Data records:
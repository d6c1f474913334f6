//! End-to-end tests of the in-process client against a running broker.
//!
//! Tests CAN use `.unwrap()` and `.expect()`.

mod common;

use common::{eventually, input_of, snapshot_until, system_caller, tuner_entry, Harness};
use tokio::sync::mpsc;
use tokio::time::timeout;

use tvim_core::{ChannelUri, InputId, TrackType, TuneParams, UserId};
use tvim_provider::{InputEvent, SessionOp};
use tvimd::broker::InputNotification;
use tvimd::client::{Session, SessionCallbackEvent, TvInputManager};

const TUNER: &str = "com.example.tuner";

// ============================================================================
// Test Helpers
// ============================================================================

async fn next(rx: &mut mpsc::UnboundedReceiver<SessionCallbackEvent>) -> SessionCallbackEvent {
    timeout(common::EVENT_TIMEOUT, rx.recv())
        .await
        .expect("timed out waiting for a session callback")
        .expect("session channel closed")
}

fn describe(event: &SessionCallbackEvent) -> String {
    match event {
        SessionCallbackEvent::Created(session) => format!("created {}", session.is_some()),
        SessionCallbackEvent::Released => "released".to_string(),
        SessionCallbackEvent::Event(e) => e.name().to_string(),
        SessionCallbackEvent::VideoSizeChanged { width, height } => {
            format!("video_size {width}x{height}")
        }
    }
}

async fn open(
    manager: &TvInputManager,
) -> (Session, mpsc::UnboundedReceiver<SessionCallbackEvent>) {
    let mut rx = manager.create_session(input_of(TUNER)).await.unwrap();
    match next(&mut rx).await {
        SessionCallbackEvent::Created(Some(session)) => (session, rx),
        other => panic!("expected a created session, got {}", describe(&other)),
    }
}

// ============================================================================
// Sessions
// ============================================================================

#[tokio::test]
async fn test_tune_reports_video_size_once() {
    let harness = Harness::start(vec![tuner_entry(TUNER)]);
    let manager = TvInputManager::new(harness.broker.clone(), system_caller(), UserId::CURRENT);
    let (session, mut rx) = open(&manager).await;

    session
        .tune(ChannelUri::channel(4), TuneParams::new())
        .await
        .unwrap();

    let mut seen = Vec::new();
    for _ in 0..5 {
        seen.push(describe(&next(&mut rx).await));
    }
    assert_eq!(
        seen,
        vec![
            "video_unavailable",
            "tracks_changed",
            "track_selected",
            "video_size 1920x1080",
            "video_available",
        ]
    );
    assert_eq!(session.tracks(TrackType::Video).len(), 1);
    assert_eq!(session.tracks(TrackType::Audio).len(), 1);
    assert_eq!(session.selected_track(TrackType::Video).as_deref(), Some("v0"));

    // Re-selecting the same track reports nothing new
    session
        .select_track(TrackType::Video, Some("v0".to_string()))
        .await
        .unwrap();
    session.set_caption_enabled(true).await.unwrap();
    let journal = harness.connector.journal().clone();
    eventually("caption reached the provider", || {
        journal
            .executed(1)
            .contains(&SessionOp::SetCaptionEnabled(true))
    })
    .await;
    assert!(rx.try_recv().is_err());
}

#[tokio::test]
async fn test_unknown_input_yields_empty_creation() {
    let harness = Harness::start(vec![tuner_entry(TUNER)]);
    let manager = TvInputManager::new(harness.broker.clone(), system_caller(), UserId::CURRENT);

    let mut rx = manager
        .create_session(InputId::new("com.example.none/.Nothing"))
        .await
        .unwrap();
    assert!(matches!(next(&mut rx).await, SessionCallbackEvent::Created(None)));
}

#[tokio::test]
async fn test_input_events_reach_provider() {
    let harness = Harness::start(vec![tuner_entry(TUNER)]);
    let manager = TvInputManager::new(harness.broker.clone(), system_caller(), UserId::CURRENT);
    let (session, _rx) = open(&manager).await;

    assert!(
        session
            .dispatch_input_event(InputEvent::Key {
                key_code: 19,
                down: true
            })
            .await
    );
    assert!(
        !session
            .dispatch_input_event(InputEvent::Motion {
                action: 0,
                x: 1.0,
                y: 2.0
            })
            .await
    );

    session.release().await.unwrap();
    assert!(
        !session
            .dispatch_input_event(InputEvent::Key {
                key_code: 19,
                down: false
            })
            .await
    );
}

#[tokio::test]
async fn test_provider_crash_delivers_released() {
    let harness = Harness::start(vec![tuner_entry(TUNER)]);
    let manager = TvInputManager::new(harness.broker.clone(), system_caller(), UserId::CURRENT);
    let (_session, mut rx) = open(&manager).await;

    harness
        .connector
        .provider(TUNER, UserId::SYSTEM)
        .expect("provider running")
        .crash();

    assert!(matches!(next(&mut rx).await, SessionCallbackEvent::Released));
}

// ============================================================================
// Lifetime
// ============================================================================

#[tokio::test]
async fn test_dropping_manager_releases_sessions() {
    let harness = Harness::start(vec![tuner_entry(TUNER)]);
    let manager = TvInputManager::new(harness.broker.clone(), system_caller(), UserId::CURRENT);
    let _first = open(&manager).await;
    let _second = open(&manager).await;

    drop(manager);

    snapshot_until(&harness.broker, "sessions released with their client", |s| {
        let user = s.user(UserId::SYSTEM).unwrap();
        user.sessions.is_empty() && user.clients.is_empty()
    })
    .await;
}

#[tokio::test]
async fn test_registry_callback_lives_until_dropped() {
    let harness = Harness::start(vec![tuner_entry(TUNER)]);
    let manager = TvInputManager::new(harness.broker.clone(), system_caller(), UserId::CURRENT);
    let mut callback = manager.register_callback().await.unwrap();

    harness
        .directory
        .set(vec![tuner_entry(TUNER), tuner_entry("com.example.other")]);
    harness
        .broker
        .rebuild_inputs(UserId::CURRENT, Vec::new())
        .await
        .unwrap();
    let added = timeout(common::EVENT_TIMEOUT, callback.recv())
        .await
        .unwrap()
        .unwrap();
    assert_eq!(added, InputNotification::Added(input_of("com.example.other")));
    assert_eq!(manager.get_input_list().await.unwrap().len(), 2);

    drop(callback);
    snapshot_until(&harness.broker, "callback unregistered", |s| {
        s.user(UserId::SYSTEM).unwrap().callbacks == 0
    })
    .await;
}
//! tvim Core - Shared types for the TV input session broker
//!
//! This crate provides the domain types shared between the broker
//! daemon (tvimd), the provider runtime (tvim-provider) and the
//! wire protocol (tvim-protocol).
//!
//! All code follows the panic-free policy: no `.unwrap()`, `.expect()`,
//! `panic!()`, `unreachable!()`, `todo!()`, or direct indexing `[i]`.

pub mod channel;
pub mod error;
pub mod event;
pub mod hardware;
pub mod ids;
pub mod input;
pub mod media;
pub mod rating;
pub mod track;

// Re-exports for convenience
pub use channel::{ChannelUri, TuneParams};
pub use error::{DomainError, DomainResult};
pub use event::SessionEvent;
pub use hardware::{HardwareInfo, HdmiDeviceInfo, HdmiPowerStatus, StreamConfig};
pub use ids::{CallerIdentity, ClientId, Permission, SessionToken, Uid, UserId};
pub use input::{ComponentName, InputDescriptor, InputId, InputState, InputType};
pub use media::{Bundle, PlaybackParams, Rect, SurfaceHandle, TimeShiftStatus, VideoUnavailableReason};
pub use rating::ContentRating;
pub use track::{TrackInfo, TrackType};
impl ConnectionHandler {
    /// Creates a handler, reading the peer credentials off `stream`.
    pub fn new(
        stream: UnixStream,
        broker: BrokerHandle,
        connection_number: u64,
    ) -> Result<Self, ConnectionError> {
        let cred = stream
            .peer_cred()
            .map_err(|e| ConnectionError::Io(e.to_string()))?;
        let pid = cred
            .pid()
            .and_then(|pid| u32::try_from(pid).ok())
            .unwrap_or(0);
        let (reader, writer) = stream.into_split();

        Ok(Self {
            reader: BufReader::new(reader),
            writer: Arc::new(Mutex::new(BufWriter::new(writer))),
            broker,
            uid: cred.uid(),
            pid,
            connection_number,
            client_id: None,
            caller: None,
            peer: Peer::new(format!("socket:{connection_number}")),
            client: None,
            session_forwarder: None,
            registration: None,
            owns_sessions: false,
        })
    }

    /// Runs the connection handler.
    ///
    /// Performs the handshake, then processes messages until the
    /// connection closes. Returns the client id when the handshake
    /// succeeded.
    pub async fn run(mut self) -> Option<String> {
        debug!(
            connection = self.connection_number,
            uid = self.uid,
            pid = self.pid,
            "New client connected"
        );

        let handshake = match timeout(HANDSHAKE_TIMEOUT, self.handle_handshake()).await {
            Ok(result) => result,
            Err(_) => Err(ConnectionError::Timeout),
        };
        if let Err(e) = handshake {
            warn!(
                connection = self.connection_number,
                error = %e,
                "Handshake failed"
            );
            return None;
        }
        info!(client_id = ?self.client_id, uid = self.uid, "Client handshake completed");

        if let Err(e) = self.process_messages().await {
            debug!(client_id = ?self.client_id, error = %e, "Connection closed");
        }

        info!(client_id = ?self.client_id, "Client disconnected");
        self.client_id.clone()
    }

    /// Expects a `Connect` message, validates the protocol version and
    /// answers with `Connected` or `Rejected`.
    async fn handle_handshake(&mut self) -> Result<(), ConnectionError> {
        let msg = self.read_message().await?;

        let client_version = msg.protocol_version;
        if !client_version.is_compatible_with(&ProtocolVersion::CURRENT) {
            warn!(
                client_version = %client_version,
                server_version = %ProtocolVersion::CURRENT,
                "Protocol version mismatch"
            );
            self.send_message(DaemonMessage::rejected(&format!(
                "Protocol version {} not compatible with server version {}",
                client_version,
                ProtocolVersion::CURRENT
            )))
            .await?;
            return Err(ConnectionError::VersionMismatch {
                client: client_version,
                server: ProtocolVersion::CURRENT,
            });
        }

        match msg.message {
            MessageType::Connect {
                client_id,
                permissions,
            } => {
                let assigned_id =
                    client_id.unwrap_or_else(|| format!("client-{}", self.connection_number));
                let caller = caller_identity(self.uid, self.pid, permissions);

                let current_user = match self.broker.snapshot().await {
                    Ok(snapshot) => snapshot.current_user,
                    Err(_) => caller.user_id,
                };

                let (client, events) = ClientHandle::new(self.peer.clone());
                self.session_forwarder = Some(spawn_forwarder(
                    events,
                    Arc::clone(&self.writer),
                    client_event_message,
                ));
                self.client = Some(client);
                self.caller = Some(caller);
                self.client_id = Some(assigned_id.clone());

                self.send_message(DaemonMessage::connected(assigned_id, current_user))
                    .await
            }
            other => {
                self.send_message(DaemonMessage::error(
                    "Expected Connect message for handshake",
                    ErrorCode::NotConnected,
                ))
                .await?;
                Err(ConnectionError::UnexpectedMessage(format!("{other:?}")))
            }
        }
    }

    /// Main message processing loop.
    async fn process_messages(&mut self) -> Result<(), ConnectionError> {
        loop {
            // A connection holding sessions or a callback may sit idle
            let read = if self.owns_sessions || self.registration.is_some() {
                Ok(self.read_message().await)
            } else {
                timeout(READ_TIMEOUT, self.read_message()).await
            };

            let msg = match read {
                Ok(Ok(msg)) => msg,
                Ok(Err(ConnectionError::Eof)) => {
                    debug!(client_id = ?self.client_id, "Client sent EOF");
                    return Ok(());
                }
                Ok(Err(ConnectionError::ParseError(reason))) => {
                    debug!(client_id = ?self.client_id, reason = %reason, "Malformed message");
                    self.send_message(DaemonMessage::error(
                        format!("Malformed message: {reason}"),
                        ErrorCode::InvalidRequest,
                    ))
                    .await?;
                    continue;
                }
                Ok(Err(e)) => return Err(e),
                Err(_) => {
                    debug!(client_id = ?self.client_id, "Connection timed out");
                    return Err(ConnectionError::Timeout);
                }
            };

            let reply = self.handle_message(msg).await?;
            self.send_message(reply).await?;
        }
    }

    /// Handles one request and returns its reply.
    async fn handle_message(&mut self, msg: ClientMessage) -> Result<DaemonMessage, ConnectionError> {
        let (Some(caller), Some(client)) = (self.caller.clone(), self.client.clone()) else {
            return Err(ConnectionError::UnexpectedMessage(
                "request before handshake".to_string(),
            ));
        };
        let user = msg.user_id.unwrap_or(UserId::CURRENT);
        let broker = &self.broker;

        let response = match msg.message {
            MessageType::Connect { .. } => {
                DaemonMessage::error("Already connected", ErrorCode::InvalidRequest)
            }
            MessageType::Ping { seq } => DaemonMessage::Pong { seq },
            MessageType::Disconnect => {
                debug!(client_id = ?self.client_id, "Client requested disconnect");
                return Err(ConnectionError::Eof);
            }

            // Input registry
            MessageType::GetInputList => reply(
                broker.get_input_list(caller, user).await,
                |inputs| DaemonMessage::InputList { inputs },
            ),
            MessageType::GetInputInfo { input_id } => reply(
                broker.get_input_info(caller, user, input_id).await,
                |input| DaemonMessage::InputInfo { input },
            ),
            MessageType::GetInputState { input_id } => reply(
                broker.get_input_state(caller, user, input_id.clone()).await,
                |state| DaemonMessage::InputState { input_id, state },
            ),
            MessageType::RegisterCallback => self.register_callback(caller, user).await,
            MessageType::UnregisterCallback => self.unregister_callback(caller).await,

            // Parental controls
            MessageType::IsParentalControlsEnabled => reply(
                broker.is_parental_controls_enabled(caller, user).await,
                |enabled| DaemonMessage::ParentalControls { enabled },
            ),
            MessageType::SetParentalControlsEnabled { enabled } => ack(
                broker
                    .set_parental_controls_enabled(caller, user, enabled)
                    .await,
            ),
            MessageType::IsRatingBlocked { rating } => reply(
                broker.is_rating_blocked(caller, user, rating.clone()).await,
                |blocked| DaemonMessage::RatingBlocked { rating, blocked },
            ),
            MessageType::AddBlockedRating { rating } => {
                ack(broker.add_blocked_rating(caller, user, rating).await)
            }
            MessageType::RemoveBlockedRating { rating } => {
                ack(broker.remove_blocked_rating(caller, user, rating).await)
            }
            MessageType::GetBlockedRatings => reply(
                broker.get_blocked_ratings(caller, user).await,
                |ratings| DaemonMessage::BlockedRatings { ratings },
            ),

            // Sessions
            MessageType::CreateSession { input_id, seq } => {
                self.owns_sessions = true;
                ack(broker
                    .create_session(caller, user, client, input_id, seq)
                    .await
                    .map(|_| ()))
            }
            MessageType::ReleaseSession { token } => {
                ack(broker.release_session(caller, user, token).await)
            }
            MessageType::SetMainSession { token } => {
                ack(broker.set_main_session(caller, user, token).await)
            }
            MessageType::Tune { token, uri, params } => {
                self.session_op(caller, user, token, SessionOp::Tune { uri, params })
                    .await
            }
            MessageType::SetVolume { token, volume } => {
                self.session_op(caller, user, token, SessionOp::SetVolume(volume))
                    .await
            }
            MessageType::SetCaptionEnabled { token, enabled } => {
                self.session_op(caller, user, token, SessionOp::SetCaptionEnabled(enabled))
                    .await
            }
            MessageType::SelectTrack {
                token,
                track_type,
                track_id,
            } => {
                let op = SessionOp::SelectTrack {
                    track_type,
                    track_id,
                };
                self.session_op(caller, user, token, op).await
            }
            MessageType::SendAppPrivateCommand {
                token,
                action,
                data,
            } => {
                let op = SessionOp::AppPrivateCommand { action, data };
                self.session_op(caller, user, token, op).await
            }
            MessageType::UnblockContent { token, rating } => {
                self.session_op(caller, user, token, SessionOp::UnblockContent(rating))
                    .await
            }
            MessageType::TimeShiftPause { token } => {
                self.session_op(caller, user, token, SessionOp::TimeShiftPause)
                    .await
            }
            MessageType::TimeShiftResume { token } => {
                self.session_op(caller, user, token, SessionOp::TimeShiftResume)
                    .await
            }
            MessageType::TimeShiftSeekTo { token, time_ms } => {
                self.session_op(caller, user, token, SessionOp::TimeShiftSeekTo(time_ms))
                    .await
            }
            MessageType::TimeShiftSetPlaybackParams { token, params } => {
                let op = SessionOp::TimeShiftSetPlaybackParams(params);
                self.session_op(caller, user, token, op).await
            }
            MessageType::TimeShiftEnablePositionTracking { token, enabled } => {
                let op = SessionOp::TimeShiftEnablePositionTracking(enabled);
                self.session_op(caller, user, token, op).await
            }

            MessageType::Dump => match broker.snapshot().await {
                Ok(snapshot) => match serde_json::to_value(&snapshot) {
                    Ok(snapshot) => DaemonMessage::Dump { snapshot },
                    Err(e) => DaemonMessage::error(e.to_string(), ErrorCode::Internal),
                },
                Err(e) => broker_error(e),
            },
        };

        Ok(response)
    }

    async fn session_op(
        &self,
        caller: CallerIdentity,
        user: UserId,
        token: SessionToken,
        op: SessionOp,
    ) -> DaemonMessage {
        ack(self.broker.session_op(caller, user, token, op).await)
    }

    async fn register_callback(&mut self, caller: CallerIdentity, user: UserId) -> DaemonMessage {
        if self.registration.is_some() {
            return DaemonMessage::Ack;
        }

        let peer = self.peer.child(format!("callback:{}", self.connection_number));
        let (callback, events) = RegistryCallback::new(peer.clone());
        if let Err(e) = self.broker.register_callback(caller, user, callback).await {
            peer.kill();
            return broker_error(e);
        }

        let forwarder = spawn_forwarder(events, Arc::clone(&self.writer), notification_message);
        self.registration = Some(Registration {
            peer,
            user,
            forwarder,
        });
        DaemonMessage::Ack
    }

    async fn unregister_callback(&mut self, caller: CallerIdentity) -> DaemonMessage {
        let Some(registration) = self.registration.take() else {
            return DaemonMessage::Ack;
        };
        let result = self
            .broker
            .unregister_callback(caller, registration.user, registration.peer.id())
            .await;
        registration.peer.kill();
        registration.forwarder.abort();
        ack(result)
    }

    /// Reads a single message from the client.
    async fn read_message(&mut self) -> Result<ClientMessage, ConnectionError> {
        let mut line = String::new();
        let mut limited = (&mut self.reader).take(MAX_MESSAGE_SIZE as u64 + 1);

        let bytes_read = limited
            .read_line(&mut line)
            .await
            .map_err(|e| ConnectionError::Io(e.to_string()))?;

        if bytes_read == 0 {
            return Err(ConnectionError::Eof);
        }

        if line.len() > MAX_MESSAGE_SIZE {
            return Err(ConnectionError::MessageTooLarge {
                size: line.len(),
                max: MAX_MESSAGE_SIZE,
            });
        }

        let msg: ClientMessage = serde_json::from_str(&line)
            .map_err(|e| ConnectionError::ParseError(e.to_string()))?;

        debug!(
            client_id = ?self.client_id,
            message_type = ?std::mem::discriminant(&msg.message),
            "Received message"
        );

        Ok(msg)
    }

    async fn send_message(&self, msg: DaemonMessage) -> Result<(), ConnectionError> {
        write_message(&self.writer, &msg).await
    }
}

# [AIM OF THE TASK]
Whenever a line in the records contains the word "added", copy that line.

# [RESULT]
    let added = timeout(common::EVENT_TIMEOUT, callback.recv())
    assert_eq!(added, InputNotification::Added(input_of("com.example.other")));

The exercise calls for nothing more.